** Opening Materials provided block **
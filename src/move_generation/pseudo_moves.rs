//! Pseudo-legal destination dispatch by piece kind.
//!
//! Destinations here are valid with respect to geometry and occupancy only;
//! king safety is the check scan's concern. An empty square yields an empty
//! set, and no error cases exist.

use crate::game_state::board::Board;
use crate::game_state::chess_types::{PieceKind, Square};
use crate::move_generation::moves_bishop::bishop_destinations;
use crate::move_generation::moves_king::king_destinations;
use crate::move_generation::moves_knight::knight_destinations;
use crate::move_generation::moves_pawn::pawn_destinations;
use crate::move_generation::moves_queen::queen_destinations;
use crate::move_generation::moves_rook::rook_destinations;

pub fn pseudo_destinations(board: &Board, from: Square) -> Vec<Square> {
    let Some(piece) = board.piece_at(from) else {
        return Vec::new();
    };

    let mut out = Vec::new();
    match piece.kind {
        PieceKind::Pawn => pawn_destinations(board, from, piece.side, &mut out),
        PieceKind::Knight => knight_destinations(board, from, piece.side, &mut out),
        PieceKind::Bishop => bishop_destinations(board, from, piece.side, &mut out),
        PieceKind::Rook => rook_destinations(board, from, piece.side, &mut out),
        PieceKind::Queen => queen_destinations(board, from, piece.side, &mut out),
        PieceKind::King => king_destinations(board, from, piece.side, &mut out),
    }
    out
}

#[cfg(test)]
mod tests {
    use super::pseudo_destinations;
    use crate::game_state::board::Board;
    use crate::game_state::chess_types::{Piece, PieceKind, Side, Square};

    #[test]
    fn empty_square_yields_an_empty_set() {
        let board = Board::new_game();
        assert!(pseudo_destinations(&board, Square::new(4, 4)).is_empty());
    }

    #[test]
    fn every_destination_is_on_board_and_never_on_a_same_side_piece() {
        let board = Board::new_game();
        for (from, piece) in board.occupied() {
            for to in pseudo_destinations(&board, from) {
                assert!(to.row < 8 && to.col < 8);
                let occupant = board.piece_at(to);
                assert!(
                    occupant.map_or(true, |other| other.side != piece.side),
                    "{piece:?} at {from:?} may not land on its own piece at {to:?}"
                );
            }
        }
    }

    #[test]
    fn dispatch_reaches_each_piece_kind() {
        let mut board = Board::empty();
        for (row, kind, expected) in [
            (0u8, PieceKind::Rook, 14usize),
            (1, PieceKind::Knight, 6),
            (2, PieceKind::Bishop, 11),
            (3, PieceKind::Queen, 27),
            (4, PieceKind::King, 8),
        ] {
            let from = Square::new(row, 4);
            board.set_piece(from, Some(Piece::new(kind, Side::White)));
            let count = pseudo_destinations(&board, from).len();
            board.set_piece(from, None);
            assert_eq!(count, expected, "{kind:?} from {from:?}");
        }
    }
}
//! Game engine: one instance's lifecycle and tick pipeline.
//!
//! A tick runs in phases:
//! 1. collect one intent per live agent (WAIT on failure or timeout)
//! 2. validate every intent against the pre-tick world, in parallel
//! 3. resolve conflicts
//! 4. apply the committed effects
//! 5. run timers (respawns, despawns, energy)
//! 6. recompute visibility
//! 7. check invariants and emit the tick delta
//!
//! Phases 4 and 5 work on a scratch copy of the world that replaces the live
//! one only after the invariant check passes. A failed tick marks the
//! instance `Failed`; other instances are unaffected.

mod apply;
mod events;
mod score;
mod timers;
mod view;

use std::collections::{BTreeMap, BTreeSet};
use std::time::Duration;

use rayon::prelude::*;
use serde::{Deserialize, Serialize};
use serde_json::{Value, json};
use tracing::{debug, error, info, warn};

pub use events::{ChatMessage, DecisionFailure, EventKind, EventLogEntry};
pub use score::{FinalScore, compute_scores};
pub use view::{AgentView, GameSnapshot, TickDelta, Viewer};

use crate::actions::{
    Action, ActionKind, ActionRequest, ActionResult, HandlerRegistry, ProposedEffect, WorldView, parse_intent_within,
};
use crate::config::{BalanceConfig, GameConfig};
use crate::decision::{DecisionContext, DecisionSource, collect_decisions};
use crate::error::{EngineError, GameId};
use crate::mapgen::{self, GenOptions};
use crate::resolver::{ClaimStrength, ConflictResolver};
use crate::visibility::VisibilityTracker;
use crate::world::invariants::check_invariants;
use crate::world::{Agent, AgentId, Controller, Coord, World};

use self::apply::{Applied, apply_plan};
use self::timers::advance_timers;

/// Lifecycle state of a game.
#[derive(Debug, Clone, Copy, PartialEq, Eq, Hash, Serialize, Deserialize)]
#[serde(rename_all = "snake_case")]
pub enum GameStatus {
    /// Accepting agents, not ticking.
    Waiting,
    /// Ticking.
    Running,
    /// A win condition was reached.
    Finished,
    /// An engine-fatal error stopped the game.
    Failed,
}

impl GameStatus {
    /// Lower-case name.
    #[must_use]
    pub const fn name(self) -> &'static str {
        match self {
            GameStatus::Waiting => "waiting",
            GameStatus::Running => "running",
            GameStatus::Finished => "finished",
            GameStatus::Failed => "failed",
        }
    }

    /// Whether the game can no longer tick.
    #[must_use]
    pub const fn is_over(self) -> bool {
        matches!(self, GameStatus::Finished | GameStatus::Failed)
    }
}

impl std::fmt::Display for GameStatus {
    fn fmt(&self, f: &mut std::fmt::Formatter<'_>) -> std::fmt::Result {
        f.write_str(self.name())
    }
}

/// Request to add an agent to a game.
#[derive(Debug, Clone, PartialEq, Eq, Serialize, Deserialize)]
pub struct AgentSpec {
    /// Unique id within the game.
    pub id: AgentId,
    /// Display name.
    pub name: String,
    /// Who decides for it.
    pub controller: Controller,
    /// Free-text strategy handed to the decision source.
    pub strategy: String,
}

impl AgentSpec {
    /// A built-in adversary with a behaviour profile.
    #[must_use]
    pub fn adversary(id: impl Into<AgentId>, profile: impl Into<String>) -> Self {
        let id = id.into();
        Self {
            name: id.to_string(),
            id,
            controller: Controller::Adversary {
                profile: profile.into(),
            },
            strategy: String::new(),
        }
    }

    /// A player-owned agent.
    #[must_use]
    pub fn player(
        id: impl Into<AgentId>,
        name: impl Into<String>,
        player_id: impl Into<String>,
        strategy: impl Into<String>,
    ) -> Self {
        Self {
            id: id.into(),
            name: name.into(),
            controller: Controller::Player {
                player_id: player_id.into(),
            },
            strategy: strategy.into(),
        }
    }
}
** Closing Materials provided block **
(What you have to do) All lines of the entries containing the string "Deserialize" must be shown in full.

(Answer box)
use serde::{Deserialize, Serialize};
#[derive(Debug, Clone, Copy, PartialEq, Eq, Hash, Serialize, Deserialize)]
#[derive(Debug, Clone, PartialEq, Eq, Serialize, Deserialize)]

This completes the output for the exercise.